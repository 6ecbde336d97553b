//! Streaming Module for Bedrock
//!
//! Decodes the AWS event-stream framing returned by
//! `invoke-with-response-stream` into answer fragments.
//!
//! Each frame is laid out as
//!
//! ```text
//! | total len (4) | headers len (4) | prelude crc (4) | headers | payload | crc (4) |
//! ```
//!
//! `chunk` events carry `{"bytes": "<base64 model json>"}`. Frame CRCs are not
//! checked; TLS already guards the body.

use crate::core::gateway::StreamEvent;
use crate::core::providers::bedrock::error::BedrockErrorMapper;
use crate::core::providers::bedrock::model_config::ModelFamily;
use crate::core::providers::unified_provider::ProviderError;
use base64::Engine as _;
use base64::engine::general_purpose::STANDARD;
use bytes::Bytes;
use futures::{Stream, StreamExt};
use serde_json::Value;
use std::collections::VecDeque;
use std::pin::Pin;
use std::task::{Context, Poll};
use tracing::{debug, error};

const PRELUDE_LEN: usize = 12;
const MIN_FRAME_LEN: usize = 16;

/// AWS Event Stream message
#[derive(Debug)]
pub struct EventStreamMessage {
    pub headers: Vec<EventStreamHeader>,
    pub payload: Bytes,
}

impl EventStreamMessage {
    /// Look up a string header by name
    pub fn header_str(&self, name: &str) -> Option<&str> {
        self.headers.iter().find_map(|h| match &h.value {
            HeaderValue::String(s) if h.name == name => Some(s.as_str()),
            _ => None,
        })
    }
}

/// Event stream header
#[derive(Debug)]
pub struct EventStreamHeader {
    pub name: String,
    pub value: HeaderValue,
}

/// Header value types
#[derive(Debug, PartialEq)]
pub enum HeaderValue {
    Boolean(bool),
    Byte(i8),
    Short(i16),
    Integer(i32),
    Long(i64),
    ByteArray(Vec<u8>),
    String(String),
    Timestamp(i64),
    Uuid([u8; 16]),
}

/// Bedrock streaming response
pub struct BedrockStream {
    inner: Pin<Box<dyn Stream<Item = Result<Bytes, ProviderError>> + Send>>,
    buffer: Vec<u8>,
    family: ModelFamily,
    pending: VecDeque<StreamEvent>,
    fragments: u64,
    finished: bool,
    error_mapper: BedrockErrorMapper,
}

impl BedrockStream {
    /// Create a new Bedrock stream over a raw response body
    pub fn new<S, E>(stream: S, family: ModelFamily) -> Self
    where
        S: Stream<Item = Result<Bytes, E>> + Send + 'static,
        E: std::fmt::Display,
    {
        let mapped_stream = stream
            .map(|result| result.map_err(|e| ProviderError::network("bedrock", e.to_string())));

        Self {
            inner: Box::pin(mapped_stream),
            buffer: Vec::new(),
            family,
            pending: VecDeque::new(),
            fragments: 0,
            finished: false,
            error_mapper: BedrockErrorMapper,
        }
    }

    /// Parse event stream message from one complete frame
    pub fn parse_event_message(data: &[u8]) -> Result<EventStreamMessage, ProviderError> {
        if data.len() < MIN_FRAME_LEN {
            return Err(ProviderError::response_parsing(
                "bedrock",
                "Invalid event stream message",
            ));
        }

        let total_length = read_u32(data, 0) as usize;
        let headers_length = read_u32(data, 4) as usize;

        if data.len() < total_length || total_length < MIN_FRAME_LEN {
            return Err(ProviderError::response_parsing(
                "bedrock",
                "Incomplete event stream message",
            ));
        }

        let headers_end = PRELUDE_LEN + headers_length;
        let payload_end = total_length - 4;
        if headers_end > payload_end {
            return Err(ProviderError::response_parsing(
                "bedrock",
                "Event stream headers overrun the frame",
            ));
        }

        let headers = parse_headers(&data[PRELUDE_LEN..headers_end])?;
        let payload = Bytes::copy_from_slice(&data[headers_end..payload_end]);

        Ok(EventStreamMessage { headers, payload })
    }

    /// Split the next complete frame off the buffer, if one has arrived
    fn next_frame(&mut self) -> Result<Option<EventStreamMessage>, ProviderError> {
        if self.buffer.len() < PRELUDE_LEN {
            return Ok(None);
        }
        let total_length = read_u32(&self.buffer, 0) as usize;
        if total_length < MIN_FRAME_LEN {
            return Err(ProviderError::response_parsing(
                "bedrock",
                format!("Invalid event stream frame length {}", total_length),
            ));
        }
        if self.buffer.len() < total_length {
            return Ok(None);
        }
        let frame: Vec<u8> = self.buffer.drain(..total_length).collect();
        Self::parse_event_message(&frame).map(Some)
    }

    /// Turn one decoded frame into queued events
    fn handle_message(&mut self, message: EventStreamMessage) -> Result<(), ProviderError> {
        match message.header_str(":message-type") {
            Some("exception") => {
                let code = message.header_str(":exception-type").unwrap_or("Exception");
                let text = exception_message(&message.payload);
                error!("Bedrock stream exception: {} - {}", code, text);
                Err(self.with_position(self.error_mapper.map_exception(code, &text)))
            }
            Some("error") => {
                let code = message.header_str(":error-code").unwrap_or("Error");
                let text = message.header_str(":error-message").unwrap_or("unknown error");
                error!("Bedrock stream error: {} - {}", code, text);
                Err(self.with_position(self.error_mapper.map_exception(code, text)))
            }
            _ => match message.header_str(":event-type") {
                Some("chunk") => {
                    let chunk = decode_chunk(&message.payload)?;
                    self.parse_chunk(&chunk)
                }
                other => {
                    debug!("Ignoring Bedrock stream event {:?}", other);
                    Ok(())
                }
            },
        }
    }

    /// Parse chunk based on model family
    fn parse_chunk(&mut self, value: &Value) -> Result<(), ProviderError> {
        match self.family {
            ModelFamily::Chat => self.parse_claude_chunk(value),
            ModelFamily::PromptTitan => self.parse_titan_chunk(value),
            ModelFamily::PromptJurassic | ModelFamily::Unsupported => {
                return Err(ProviderError::not_supported(
                    "bedrock",
                    format!("streaming for {}", self.family),
                ));
            }
        }
        Ok(())
    }

    /// Parse Claude streaming chunk
    fn parse_claude_chunk(&mut self, value: &Value) {
        match value.get("type").and_then(|v| v.as_str()) {
            Some("content_block_delta") => {
                if let Some(text) = value
                    .get("delta")
                    .and_then(|d| d.get("text"))
                    .and_then(|t| t.as_str())
                {
                    self.push_fragment(text);
                }
            }
            Some("message_stop") => self.pending.push_back(StreamEvent::Done),
            Some(_) => {}
            None => {
                // Legacy text-completions chunk
                if let Some(text) = value.get("completion").and_then(|t| t.as_str()) {
                    self.push_fragment(text);
                }
                if value.get("stop_reason").is_some_and(|r| !r.is_null()) {
                    self.pending.push_back(StreamEvent::Done);
                }
            }
        }
    }

    /// Parse Titan streaming chunk
    fn parse_titan_chunk(&mut self, value: &Value) {
        if let Some(text) = value.get("outputText").and_then(|t| t.as_str()) {
            self.push_fragment(text);
        }
        if value.get("completionReason").is_some_and(|r| !r.is_null()) {
            self.pending.push_back(StreamEvent::Done);
        }
    }

    fn push_fragment(&mut self, text: &str) {
        if !text.is_empty() {
            self.pending
                .push_back(StreamEvent::Fragment(text.to_string()));
        }
    }

    fn with_position(&self, err: ProviderError) -> ProviderError {
        match err {
            ProviderError::Streaming { message, .. } => {
                ProviderError::streaming("bedrock", Some(self.fragments), message)
            }
            other => other,
        }
    }

    fn fail(&mut self, err: ProviderError) -> Poll<Option<Result<StreamEvent, ProviderError>>> {
        self.finished = true;
        self.pending.clear();
        Poll::Ready(Some(Err(err)))
    }
}

impl Stream for BedrockStream {
    type Item = Result<StreamEvent, ProviderError>;

    fn poll_next(self: Pin<&mut Self>, cx: &mut Context<'_>) -> Poll<Option<Self::Item>> {
        let this = self.get_mut();
        loop {
            if let Some(event) = this.pending.pop_front() {
                match event {
                    StreamEvent::Done => {
                        this.finished = true;
                        this.pending.clear();
                    }
                    StreamEvent::Fragment(_) => this.fragments += 1,
                }
                return Poll::Ready(Some(Ok(event)));
            }

            if this.finished {
                return Poll::Ready(None);
            }

            match this.next_frame() {
                Ok(Some(message)) => {
                    if let Err(e) = this.handle_message(message) {
                        return this.fail(e);
                    }
                    continue;
                }
                Ok(None) => {}
                Err(e) => return this.fail(e),
            }

            match futures::ready!(this.inner.as_mut().poll_next(cx)) {
                Some(Ok(bytes)) => this.buffer.extend_from_slice(&bytes),
                Some(Err(e)) => return this.fail(e),
                None => {
                    let err = ProviderError::streaming(
                        "bedrock",
                        Some(this.fragments),
                        "response stream ended before the end marker",
                    );
                    return this.fail(err);
                }
            }
        }
    }
}

fn read_u32(data: &[u8], offset: usize) -> u32 {
    u32::from_be_bytes([
        data[offset],
        data[offset + 1],
        data[offset + 2],
        data[offset + 3],
    ])
}

fn truncated() -> ProviderError {
    ProviderError::response_parsing("bedrock", "Truncated event stream header")
}

fn take<'a>(data: &'a [u8], offset: &mut usize, len: usize) -> Result<&'a [u8], ProviderError> {
    let end = offset.checked_add(len).ok_or_else(truncated)?;
    let slice = data.get(*offset..end).ok_or_else(truncated)?;
    *offset = end;
    Ok(slice)
}

fn parse_headers(data: &[u8]) -> Result<Vec<EventStreamHeader>, ProviderError> {
    let mut headers = Vec::new();
    let mut offset = 0;

    while offset < data.len() {
        let name_length = take(data, &mut offset, 1)?[0] as usize;
        let name = String::from_utf8_lossy(take(data, &mut offset, name_length)?).to_string();
        let header_type = take(data, &mut offset, 1)?[0];

        let value = match header_type {
            0 => HeaderValue::Boolean(true),
            1 => HeaderValue::Boolean(false),
            2 => HeaderValue::Byte(take(data, &mut offset, 1)?[0] as i8),
            3 => {
                let b = take(data, &mut offset, 2)?;
                HeaderValue::Short(i16::from_be_bytes([b[0], b[1]]))
            }
            4 => {
                let b = take(data, &mut offset, 4)?;
                HeaderValue::Integer(i32::from_be_bytes([b[0], b[1], b[2], b[3]]))
            }
            5 | 8 => {
                let b = take(data, &mut offset, 8)?;
                let mut raw = [0u8; 8];
                raw.copy_from_slice(b);
                let v = i64::from_be_bytes(raw);
                if header_type == 5 {
                    HeaderValue::Long(v)
                } else {
                    HeaderValue::Timestamp(v)
                }
            }
            6 | 7 => {
                let b = take(data, &mut offset, 2)?;
                let len = u16::from_be_bytes([b[0], b[1]]) as usize;
                let raw = take(data, &mut offset, len)?;
                if header_type == 6 {
                    HeaderValue::ByteArray(raw.to_vec())
                } else {
                    HeaderValue::String(String::from_utf8_lossy(raw).to_string())
                }
            }
            9 => {
                let mut raw = [0u8; 16];
                raw.copy_from_slice(take(data, &mut offset, 16)?);
                HeaderValue::Uuid(raw)
            }
            other => {
                return Err(ProviderError::response_parsing(
                    "bedrock",
                    format!("Unknown event stream header type {}", other),
                ));
            }
        };

        headers.push(EventStreamHeader { name, value });
    }

    Ok(headers)
}

/// Unwrap `{"bytes": "<base64>"}` into the model's own JSON chunk
fn decode_chunk(payload: &[u8]) -> Result<Value, ProviderError> {
    let envelope: Value = serde_json::from_slice(payload)
        .map_err(|e| ProviderError::response_parsing("bedrock", e.to_string()))?;
    let encoded = envelope
        .get("bytes")
        .and_then(|b| b.as_str())
        .ok_or_else(|| ProviderError::response_parsing("bedrock", "chunk without bytes"))?;
    let decoded = STANDARD
        .decode(encoded)
        .map_err(|e| ProviderError::response_parsing("bedrock", e.to_string()))?;
    serde_json::from_slice(&decoded)
        .map_err(|e| ProviderError::response_parsing("bedrock", e.to_string()))
}

fn exception_message(payload: &[u8]) -> String {
    serde_json::from_slice::<Value>(payload)
        .ok()
        .and_then(|v| {
            v.get("message")
                .or_else(|| v.get("Message"))
                .and_then(|m| m.as_str())
                .map(str::to_string)
        })
        .unwrap_or_else(|| String::from_utf8_lossy(payload).to_string())
}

* Task directions
The lines above from the one with "return Poll::Ready(Some(Ok(event)));" through the one with "let name = String::from_utf8_lossy(take(data, &mut" are to be duplicated exactly, ends included, with nothing added.

* Answer section
                return Poll::Ready(Some(Ok(event)));
            }

            if this.finished {
                return Poll::Ready(None);
            }

            match this.next_frame() {
                Ok(Some(message)) => {
                    if let Err(e) = this.handle_message(message) {
                        return this.fail(e);
                    }
                    continue;
                }
                Ok(None) => {}
                Err(e) => return this.fail(e),
            }

            match futures::ready!(this.inner.as_mut().poll_next(cx)) {
                Some(Ok(bytes)) => this.buffer.extend_from_slice(&bytes),
                Some(Err(e)) => return this.fail(e),
                None => {
                    let err = ProviderError::streaming(
                        "bedrock",
                        Some(this.fragments),
                        "response stream ended before the end marker",
                    );
                    return this.fail(err);
                }
            }
        }
    }
}

fn read_u32(data: &[u8], offset: usize) -> u32 {
    u32::from_be_bytes([
        data[offset],
        data[offset + 1],
        data[offset + 2],
        data[offset + 3],
    ])
}

fn truncated() -> ProviderError {
    ProviderError::response_parsing("bedrock", "Truncated event stream header")
}

fn take<'a>(data: &'a [u8], offset: &mut usize, len: usize) -> Result<&'a [u8], ProviderError> {
    let end = offset.checked_add(len).ok_or_else(truncated)?;
    let slice = data.get(*offset..end).ok_or_else(truncated)?;
    *offset = end;
    Ok(slice)
}

fn parse_headers(data: &[u8]) -> Result<Vec<EventStreamHeader>, ProviderError> {
    let mut headers = Vec::new();
    let mut offset = 0;

    while offset < data.len() {
        let name_length = take(data, &mut offset, 1)?[0] as usize;
        let name = String::from_utf8_lossy(take(data, &mut offset, name_length)?).to_string();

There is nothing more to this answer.